Again, to save my lazy fingers, here the blurb on the A-306 This new CARY DESIGNER SERIES A 306 stereo power amplifier has the latest digital design circuits in it. It is conservatively rated at 600 watts per channel at 8 ohms and 1,100 watts per channel at 4 ohms. Each channel has a separate power supply complete with its own with power transformer. The power amplifiers control circuits have their own transformer and power supply. The all aluminum chassis has custom machined aluminum cone feet for system leveling. The speaker terminals are CARDAS designs. The A 306 power amplifier has one each balanced of an XLR and a single ended RCA input with an input selector switch for each channel. The back panel includes a remote turn on trigger input for system remote control. This power amplifier will be capable of running low impedance loads with ease, such as electrostatic designs. The chassis size is 18" w x 5" h x 15" d. The weight is 50 lb.
These amps have been my first extended listen to solid state amps in over ten years. Things have certainly changed in those ten years. For the better!
First the A-306. This is Carys first Class D amplifier. Class D is commonly referred to as a digital amp, but it is not. The input signal modulates the power supply through PWM (pulse width modulation). For more details, refer to http://www.ee.ucr.edu/~rlake/EE135/Class_D_amp_notes_AL.pdf
This amp outputs a whopping 600 watts per channel @ 8 Ohms, 1,100 watts per channel @ 4 Ohms and on up to over 2,000 watts per channel @ 2. Ohms. The A-306 got well over 150 hours play time and another 150 hours on standby. It takes quite a bit of break in to come in to its voice.

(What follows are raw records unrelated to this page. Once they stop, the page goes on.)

use serde::{Deserialize, Serialize};
use time::Date;

#[derive(Clone, Debug, Default, PartialEq, Eq, Serialize, Deserialize)]
pub struct ChunkMetadata {
	pub department: Option<String>,
	pub region: Option<String>,
	pub effective_date: Option<Date>,
	pub acl_groups: Vec<String>,
	pub page: Option<u32>,
	pub section: Option<String>,
	/// Identifies versions of the same logical document (e.g. one policy across revisions).
	pub document_family: Option<String>,
}

/// One scored row as returned by an index collaborator.
#[derive(Clone, Debug, PartialEq, Serialize, Deserialize)]
pub struct IndexHit {
	pub chunk_id: String,
	pub document_id: String,
	pub text: String,
	pub score: f32,
	pub metadata: ChunkMetadata,
}

#[derive(Clone, Copy, Debug, PartialEq, Eq, Serialize, Deserialize)]
#[serde(rename_all = "snake_case")]
pub enum VersionRole {
	Current,
	Superseded,
}

/// A retrieved chunk, scored through every stage of one request.
///
/// Retrieval and fusion scores are written once by the retriever. Later stages only add:
/// the reranker sets `rerank_score`, post-processing may attach an embedding, replace the
/// text with a summary (setting `compressed`), or tag a version role.
#[derive(Clone, Debug, PartialEq, Serialize, Deserialize)]
pub struct Candidate {
	pub chunk_id: String,
	pub document_id: String,
	pub text: String,
	pub chunk_hash: String,
	pub vector_score: Option<f32>,
	pub vector_rank: Option<u32>,
	pub keyword_score: Option<f32>,
	pub keyword_rank: Option<u32>,
	pub fused_score: f32,
	pub rerank_score: Option<f32>,
	#[serde(default, skip_serializing_if = "Option::is_none")]
	pub embedding: Option<Vec<f32>>,
	pub token_count: u32,
	pub compressed: bool,
	pub version_role: Option<VersionRole>,
	pub metadata: ChunkMetadata,
}
impl Candidate {
	pub fn from_hit(hit: IndexHit) -> Self {
		let chunk_hash = chunk_hash(&hit.text);

		Self {
			chunk_id: hit.chunk_id,
			document_id: hit.document_id,
			text: hit.text,
			chunk_hash,
			vector_score: None,
			vector_rank: None,
			keyword_score: None,
			keyword_rank: None,
			fused_score: 0.0,
			rerank_score: None,
			embedding: None,
			token_count: 0,
			compressed: false,
			version_role: None,
			metadata: hit.metadata,
		}
	}

	/// Rerank score when present, otherwise the fused score.
	pub fn relevance(&self) -> f32 {
		self.rerank_score.unwrap_or(self.fused_score)
	}
}

pub fn chunk_hash(text: &str) -> String {
	blake3::hash(text.as_bytes()).to_hex().to_string()
}
//! Pieces shared by the ragline binaries: version banner, help styling, and log setup.

use clap::builder::{
	Styles,
	styling::{AnsiColor, Effects},
};
use tracing_subscriber::EnvFilter;

pub const VERSION: &str = env!("CARGO_PKG_VERSION");

pub fn styles() -> Styles {
	Styles::styled()
		.header(AnsiColor::Cyan.on_default() | Effects::BOLD)
		.usage(AnsiColor::Cyan.on_default() | Effects::BOLD)
		.literal(AnsiColor::Blue.on_default() | Effects::BOLD)
		.placeholder(AnsiColor::Green.on_default())
}

/// Installs the global fmt subscriber. An unparsable directive falls back to `info`.
pub fn init_tracing(log_level: &str) {
	let filter = EnvFilter::try_new(log_level).unwrap_or_else(|_| EnvFilter::new("info"));

	// Tests may have installed one already.
	let _ = tracing_subscriber::fmt().with_env_filter(filter).try_init();
}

Grab your speakers and head for cover! Thats a lot of power to unleash. The most power my system has had is around 250 Watts with bi-amping. All I can say is power corrupts. I was completely blown away with the sound. Subterranean bass with complete control. Every musical impulse was imbued with energy. Every musical nuance had a voice, life. With orchestral recordings, it was easier to hear the resonance of the floor under the cello and double bass strings. Organ music was unreal, loud, deep, controlled. Piano recordings had the weight and heft in the lower octaves that only get conveyed with gobs of acoustic energy (fueled by gobs of electrical energy driving the speakers).
The A-306 had the exact same soundstage as my other amps, and as the CAD 500-MBs. The incredible thing to experience with all this available power was how the soundstage would not only fill to the upper extreme corners of the soundstage, it would fill with palpable sound.
As with the SLP-05, I mostly listened to the A-306 with balanced cables. On occasion I connected the phono stage with RCA cables. The RCA (single-ended) connection was smoother sounding and had more texture. This could be due to the phono stage, cables or other interactions.
Overall, I was impressed by the power. At times, the high frequencies had a little too much edge. This was ameliorated by switching to the RCA/single-ended interconnects.
The A-306 also maintains the Cary sound characterized by a sweet, palpable mid-range that goes right to the heart and soul of the music. Amazing that the sonic signature was so present in a Class D amp.
On to the CAD 500-MBs.
As with other Cary gear, these took well over 100 hours play time to come in to theur own. And come in to their own they did.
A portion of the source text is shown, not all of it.